Because the studies were small, short and lacked control groups, the authors concluded that long-term safety could not be assessed and long-term adherence could not be recommended.
One German study cited in the review found that the share of participants with out-of-range blood values actually rose on the diet, to 24.4% from 18.3% beforehand.
The most-quoted piece of carnivore research remains a 2021 survey of 2,029 self-selected followers, who reported high satisfaction and few adverse effects, though its authors and later critics stressed those self-reported findings cannot prove the diet is safe or effective.
Locally, the scepticism is sharpening as the trend grows.
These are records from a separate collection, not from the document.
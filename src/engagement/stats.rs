//! Aggregates over the completed review history.

use std::collections::BTreeMap;

use chrono::{Days, NaiveDate};
use serde::{Deserialize, Serialize};
use tracing::debug;

use super::points::LevelProgress;
use crate::gateway::{GatewayResult, PersistenceGateway};
use crate::models::{EngagementState, ReviewRecord};

pub const DEFAULT_STREAK_HORIZON_DAYS: u32 = 1000;

const WEEK_DAYS: u32 = 7;
const MONTH_DAYS: u32 = 30;
const PERFECT_GRADE: f64 = 20.0;

/// Completed reviews bucketed 16-20 / 13-15 / 10-12 / 7-9 / 0-6.
#[derive(Debug, Clone, Copy, Default, PartialEq, Eq, Serialize, Deserialize)]
pub struct GradeDistribution {
    pub excellent: u32,
    pub good: u32,
    pub average: u32,
    pub poor: u32,
    pub very_poor: u32,
}

impl GradeDistribution {
    pub fn record(&mut self, grade: f64) {
        match grade {
            g if g >= 16.0 => self.excellent += 1,
            g if g >= 13.0 => self.good += 1,
            g if g >= 10.0 => self.average += 1,
            g if g >= 7.0 => self.poor += 1,
            _ => self.very_poor += 1,
        }
    }

    pub fn total(&self) -> u32 {
        self.excellent + self.good + self.average + self.poor + self.very_poor
    }
}

#[derive(Debug, Clone, PartialEq, Serialize, Deserialize)]
pub struct StatsSnapshot {
    pub total_completed: u32,
    pub streak: u32,
    pub best_streak: u32,
    pub perfect_scores: u32,
    pub average_grade: f64,
    pub average_improvement: f64,
    pub weekly_completed: u32,
    pub monthly_completed: u32,
    pub distribution: GradeDistribution,
    pub total_points: u64,
    pub level: u32,
    pub next_level: LevelProgress,
    pub daily_progress: f64,
}

impl StatsSnapshot {
    /// Same snapshot with the level fields recomputed for `points`.
    pub fn with_points(mut self, points: u64) -> Self {
        let progress = LevelProgress::from_points(points);
        self.total_points = points;
        self.level = progress.level;
        self.next_level = progress;
        self
    }
}

pub fn round_one_decimal(value: f64) -> f64 {
    (value * 10.0).round() / 10.0
}

pub fn average_grade(records: &[ReviewRecord]) -> f64 {
    if records.is_empty() {
        return 0.0;
    }
    let sum: f64 = records.iter().map(|r| r.grade).sum();
    round_one_decimal(sum / records.len() as f64)
}

/// Mean of (latest - earliest) grade over topics with at least two completions.
///
/// `records` must be in completion order, oldest first.
pub fn average_improvement(records: &[ReviewRecord]) -> f64 {
    // topic -> (first grade, last grade, count)
    let mut per_topic: BTreeMap<i64, (f64, f64, u32)> = BTreeMap::new();
    for r in records.iter().filter(|r| r.completed) {
        let entry = per_topic.entry(r.topic_id).or_insert((r.grade, r.grade, 0));
        entry.1 = r.grade;
        entry.2 += 1;
    }

    let deltas: Vec<f64> = per_topic
        .values()
        .filter(|(_, _, count)| *count >= 2)
        .map(|(first, last, _)| last - first)
        .collect();

    if deltas.is_empty() {
        return 0.0;
    }
    round_one_decimal(deltas.iter().sum::<f64>() / deltas.len() as f64)
}

/// Completions in the `days` calendar days ending with `today`.
pub fn completed_within(records: &[ReviewRecord], today: NaiveDate, days: u32) -> u32 {
    let Some(start) = today.checked_sub_days(Days::new(u64::from(days.saturating_sub(1)))) else {
        return records.len() as u32;
    };
    records
        .iter()
        .filter_map(|r| r.completed_date)
        .filter(|d| *d >= start && *d <= today)
        .count() as u32
}

/// Share of today's workload already done, in percent.
pub fn daily_progress(completed_today: u32, still_due: u32) -> f64 {
    let total = completed_today + still_due;
    if total == 0 {
        0.0
    } else {
        f64::from(completed_today) / f64::from(total) * 100.0
    }
}

pub struct StatsEngine<'a, G: ?Sized> {
    gateway: &'a G,
    horizon_days: u32,
}

impl<'a, G: PersistenceGateway + ?Sized> StatsEngine<'a, G> {
    pub fn new(gateway: &'a G, horizon_days: u32) -> Self {
        Self {
            gateway,
            horizon_days: horizon_days.max(1),
        }
    }

    /// Consecutive days with at least one completion, walking back from today.
    ///
    /// An empty today does not break the run. The walk looks at no more than
    /// `horizon_days` days.
    pub async fn current_streak(&self, today: NaiveDate) -> GatewayResult<u32> {
        let mut streak = 0;
        for offset in 0..self.horizon_days {
            let Some(date) = today.checked_sub_days(Days::new(u64::from(offset))) else {
                break;
            };
            let count = self.gateway.completed_count_on(date).await?;
            if count > 0 {
                streak += 1;
            } else if offset > 0 {
                break;
            }
        }
        Ok(streak)
    }

    pub async fn snapshot(&self, today: NaiveDate) -> GatewayResult<StatsSnapshot> {
        let state = self.gateway.engagement_state().await?;
        self.snapshot_with(today, &state).await
    }

    /// Snapshot using an engagement state the caller already holds.
    pub async fn snapshot_with(
        &self,
        today: NaiveDate,
        state: &EngagementState,
    ) -> GatewayResult<StatsSnapshot> {
        let completed = self.gateway.all_completed_reviews().await?;
        let streak = self.current_streak(today).await?;
        let still_due = self.gateway.pending_reviews_due(today).await?.len() as u32;
        let completed_today = completed_within(&completed, today, 1);

        let mut distribution = GradeDistribution::default();
        for r in &completed {
            distribution.record(r.grade);
        }

        let snapshot = StatsSnapshot {
            total_completed: completed.len() as u32,
            streak,
            best_streak: state.best_streak.max(streak),
            perfect_scores: completed.iter().filter(|r| r.grade >= PERFECT_GRADE).count() as u32,
            average_grade: average_grade(&completed),
            average_improvement: average_improvement(&completed),
            weekly_completed: completed_within(&completed, today, WEEK_DAYS),
            monthly_completed: completed_within(&completed, today, MONTH_DAYS),
            distribution,
            total_points: 0,
            level: 1,
            next_level: LevelProgress::from_points(0),
            daily_progress: daily_progress(completed_today, still_due),
        }
        .with_points(state.total_points);

        debug!(
            total = snapshot.total_completed,
            streak = snapshot.streak,
            perfect = snapshot.perfect_scores,
            "computed stats snapshot"
        );
        Ok(snapshot)
    }
}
Food For Mzansi reported this year that South African dietitians are “raising red flags” about meat-only eating, with registered dietitian Cari Erasmus cautioning that weight-loss and health claims are not backed by robust science.
For now, the honest answer sits between the coach and the clinicians.
Rigorous long-term evidence does not yet exist, a gap researchers are only starting to close, with a randomised trial called MEDIVORE, comparing carnivore and Mediterranean-style eating, listed to begin in mid-2026.
Until then, even Kriel and his critics agree on one line. “Consider what you’re eating, what you put in your mouth,” he said.
Health expert Dr Angelique Coetzee said her main worry was whether the diet was safe over time.
“The carnivore diet is an extremely restrictive diet and it’s based almost entirely on animal products, usually meat or eggs and sometimes dairy, while it’s excluding fruit, vegetables, legumes, grains, nuts and seeds,” she said.
“So my concern is sustainability and your nutritional adequacy. So some people may lose weight in the short term because they cut out ultra-processed food and sugars and refined carbs, but that does not mean the diet is balanced or safe on the long term.”